La parte del leone l’ha fatta il network americano NBC che ha investito 750 milioni per offrire oltre 530 ore di programmazione. In Italia invece i Giochi saranno appannaggio esclusivo di Sky, che ha pagato 155 milioni per i diritti delle Olimpiadi di Sochi 2014 e Rio 2016. La tv satellitare offrirà oltre 560 ore di programmazione sui canali mosaico dedicati all’evento, e di queste almeno 100 ore saranno visibili anche in chiaro sul canale 26 del digitale terrestre Cielo, a partire dalla cerimonia di apertura. Tagliata fuori completamente la Rai, nell’anno delle celebrazioni del suo sessantesimo anniversario non ha trovato nel suo budget i circa 20 milioni che Sky chiedeva per cederle i suoi diritti in chiaro.

E se pochi giorni fa sulla Gazzetta (oggi non in edicola per lo sciopero dei giornalisti) il vice dg Rai Antonio Marano si vantava che sulla tv di stato saranno trasmesse le Paralimpiadi, piccata è arrivata il giorno dopo sullo stesso quotidiano la risposta del presidente del Coni Giovanni Malagò, che ha ricordato che “i diritti tv per le Paralimpiadi sono gratis, e non costano un euro”. Polemiche strapaesane a parte, tutto lascia pensare che la battaglia politica intorno a Sochi si stia giocando proprio a livello mediatico, a partire dal morettiano “mi si nota di più se vengo o se non vengo” alla cerimonia d’apertura dei vari capi di stato e di governo.

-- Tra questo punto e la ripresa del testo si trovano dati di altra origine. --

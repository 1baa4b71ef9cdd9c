use poem_openapi::Object;

#[derive(Object, Debug)]
pub struct ErrorResponse {
    pub name: String,
    pub message: String,
}

impl ErrorResponse {
    pub fn new(name: &str, message: &str) -> Self {
        Self {
            name: name.to_string(),
            message: message.to_string(),
        }
    }
}
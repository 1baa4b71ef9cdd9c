use std::sync::Arc;

use async_trait::async_trait;
use futures::future::join_all;

use crate::domain::logger::Logger;
use crate::domain::product::filters::{ProductSearchFilters, ProductSearchResult};
use crate::domain::product::model::Product;
use crate::domain::product::registry::AggregatorRegistry;
use crate::domain::product::use_cases::search::SearchProductsUseCase;
use crate::domain::product::value_objects::Availability;

pub struct SearchProductsUseCaseImpl {
    pub registry: Arc<AggregatorRegistry>,
    pub logger: Arc<dyn Logger>,
}

/// In-stock items sort before every other availability state; price is
/// always the tiebreak, whether or not a price filter was supplied.
/// Stable, so equal-priced items keep their merge order.
fn sort_products(products: &mut [Product]) {
    products.sort_by(|a, b| {
        let a_restocked = a.availability != Availability::InStock;
        let b_restocked = b.availability != Availability::InStock;
        a_restocked
            .cmp(&b_restocked)
            .then(a.price.total_cmp(&b.price))
    });
}

/// Slices one page out of the merged, sorted list. `has_more` holds
/// exactly when a further offset would still yield records.
fn paginate(merged: Vec<Product>, offset: usize, limit: usize) -> (Vec<Product>, bool) {
    let merged_len = merged.len();
    let page: Vec<Product> = merged.into_iter().skip(offset).take(limit).collect();
    let has_more = offset + page.len() < merged_len;
    (page, has_more)
}

#[async_trait]
impl SearchProductsUseCase for SearchProductsUseCaseImpl {
    async fn execute(&self, filters: ProductSearchFilters) -> ProductSearchResult {
        let targets = self.registry.select(filters.retailers.as_deref());
        if targets.is_empty() {
            self.logger
                .warn("Product search with no registered aggregator in target set");
            return ProductSearchResult::empty();
        }

        self.logger.info(&format!(
            "Fanning product search out to {} aggregator(s)",
            targets.len()
        ));

        // All branches are issued together; a failing one contributes an
        // empty partial result and never aborts its siblings.
        let filters_ref = &filters;
        let partials = join_all(targets.into_iter().map(|aggregator| async move {
            match aggregator.search(filters_ref).await {
                Ok(result) => result,
                Err(err) => {
                    self.logger.warn(&format!(
                        "Search against {} failed: {}",
                        aggregator.retailer(),
                        err
                    ));
                    ProductSearchResult::empty()
                }
            }
        }))
        .await;

        let mut total = 0;
        let mut merged: Vec<Product> = Vec::new();
        for partial in partials {
            total += partial.total;
            merged.extend(partial.products);
        }

        sort_products(&mut merged);
        let (products, has_more) = paginate(merged, filters.offset(), filters.limit());

        self.logger.info(&format!(
            "Merged search returned {} of {} product(s)",
            products.len(),
            total
        ));

        ProductSearchResult {
            products,
            total,
            has_more,
        }
    }
}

E anche i social network fanno la loro parte. Se l’hashtag ufficiale per seguire lo svolgimento dei giochi è #Sochi2014, quello per conoscere le forme di protesta degli attivisti che promuovono il boicottaggio è #NoSochi2014. Poi c’è la curiosa guerriglia mediatica dei giornalisti occidentali inviati nell’ex resort balneare del Politburo sulle sponde del Mar Nero. Con l’hashtag #SochiProblems non si occupano però né dello sfruttamento della manodopera per la costruzione delle infrastrutture né delle rivendicazioni degli indigeni Circassi, per dire. Si tratta invece i tutta una serie di lamentele per camere d’albergo poco confortevoli, acqua sporca dai rubinetti, pasti non altezza. Per non parlare poi delle fotografie scattate coi cellulari dagli stessi giornalisti che stanno spopolando in questi giorni sui social network: si va dai bagni con doppio gabinetto, a quelli montati al contrario, a quelli posti davanti a comode poltroncine come si fosse in sala d’attesa. Se di guerriglia mediatica si tratta, parafrasando Marx verrebbe da dire: “Ognuno secondo le sue capacità, a ognuno secondo i suoi bisogni”.